Barbican Estate – White Jazz
Another hotly tipped Tokyo indie band, this 4AD-esque psychedelic swirl came out as part of the Rhyming Slang label’s Japan/China compilation cassette early this year.

yokujitsu – Just Vibes
This Tokyo psychedelic band released a live EP earlier in the year, followed up with this cassette single in the spring.

concrete twin – Nigella
Lo-fi shoegaze that builds up towering walls of distorted sound around its fragile melody in this track from their “Re​:​encounter” sound source #04 EP. The band claim a trip-hop influence, which is hinted at in the shuffling drums, although I get more of a Madchester vibe from it.

BD1982 – THEW3ST
One half of the team behind Tokyo’s fantastic Diskotopia label, this track hails off BD1982’s excellent Ryuichi Sakamoto-meets-Throbbing Gristle solo album Distance Vision.

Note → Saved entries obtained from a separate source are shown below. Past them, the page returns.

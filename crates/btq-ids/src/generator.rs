use parking_lot::Mutex;
use rand::RngCore;

use crate::Id;

/// Mints [`Id`]s for runs, orders, fills, trades, and signals.
///
/// Implementations must guarantee that IDs minted in generation order also
/// sort in generation order — [`MonotonicIdGenerator`] is the default,
/// process-wide implementation; `btq-testkit` supplies a deterministic
/// sequence-based fake for tests that assert on exact ID values.
pub trait IdGenerator: Send + Sync {
    fn next_id(&self) -> Id;
}

struct Counter {
    last_millis: u64,
    seq: u16,
}

/// The default [`IdGenerator`]: millis-since-epoch + a same-millisecond
/// sequence counter + 8 random bytes, under a single mutex.
///
/// The mutex is uncontended in the common case (one orchestrator thread
/// minting ids) and only briefly held across a clock read, a counter bump,
/// and an RNG draw — it is not on any hot per-bar path that needs lock-free
/// throughput.
pub struct MonotonicIdGenerator {
    state: Mutex<Counter>,
}

impl MonotonicIdGenerator {
    pub fn new() -> Self {
        Self {
            state: Mutex::new(Counter {
                last_millis: 0,
                seq: 0,
            }),
        }
    }

    fn next_millis_and_seq(&self) -> (u64, u16) {
        let millis = current_millis();
        let mut guard = self.state.lock();
        if millis == guard.last_millis {
            guard.seq = guard.seq.wrapping_add(1);
        } else {
            guard.last_millis = millis;
            guard.seq = 0;
        }
        (guard.last_millis, guard.seq)
    }
}

impl Default for MonotonicIdGenerator {
    fn default() -> Self {
        Self::new()
    }
}

impl IdGenerator for MonotonicIdGenerator {
    fn next_id(&self) -> Id {
        let (millis, seq) = self.next_millis_and_seq();
        let mut bytes = [0u8; 16];
        bytes[0..6].copy_from_slice(&millis.to_be_bytes()[2..8]);
        bytes[6..8].copy_from_slice(&seq.to_be_bytes());
        rand::thread_rng().fill_bytes(&mut bytes[8..16]);
        Id::from_bytes(bytes)
    }
}

fn current_millis() -> u64 {
    use std::time::{SystemTime, UNIX_EPOCH};
    SystemTime::now()
        .duration_since(UNIX_EPOCH)
        .expect("system clock is before the Unix epoch")
        .as_millis() as u64
}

Jesus Weekend – Forever Breeze
A welcome return from what was once a curiously meandering Osaka lo-fi band and is now a more ambient-focused Tokyo solo act, with this Eno-esque piece taken from the lovely Rudra no Namida cassette EP.

rima kato – today was so bad
This is an old track, from the Four Songs EP, originally released by the aotoao label in 2010 and just re-released this year. Rima Kato’s simple, melancholy melodies and gentle, warm delivery are always worth checking out.

Mitsuru Tabata – Nichijo Part 1 / 日常パート1
Another old song, re-released this year as part of eclectic underground legend Mitsuru Tabata’s (ex-Boredoms, Zeni Geva, Acid Mothers Temple and a billion other bands) large archive of tracks released for compilation albums over the years, Compilation Breakdown.

Closh – I don’t care bcz I’m just ????
A curious and always interesting presence in the Tokyo indie scene, Closh released a couple of mini-albums with the band Doodless before joining alt-rock band Wetnap. As far as I know, this is her first solo release but her exasperated vocal howls and catchy, lo-fi indie-punk guitars are instantly recognisable.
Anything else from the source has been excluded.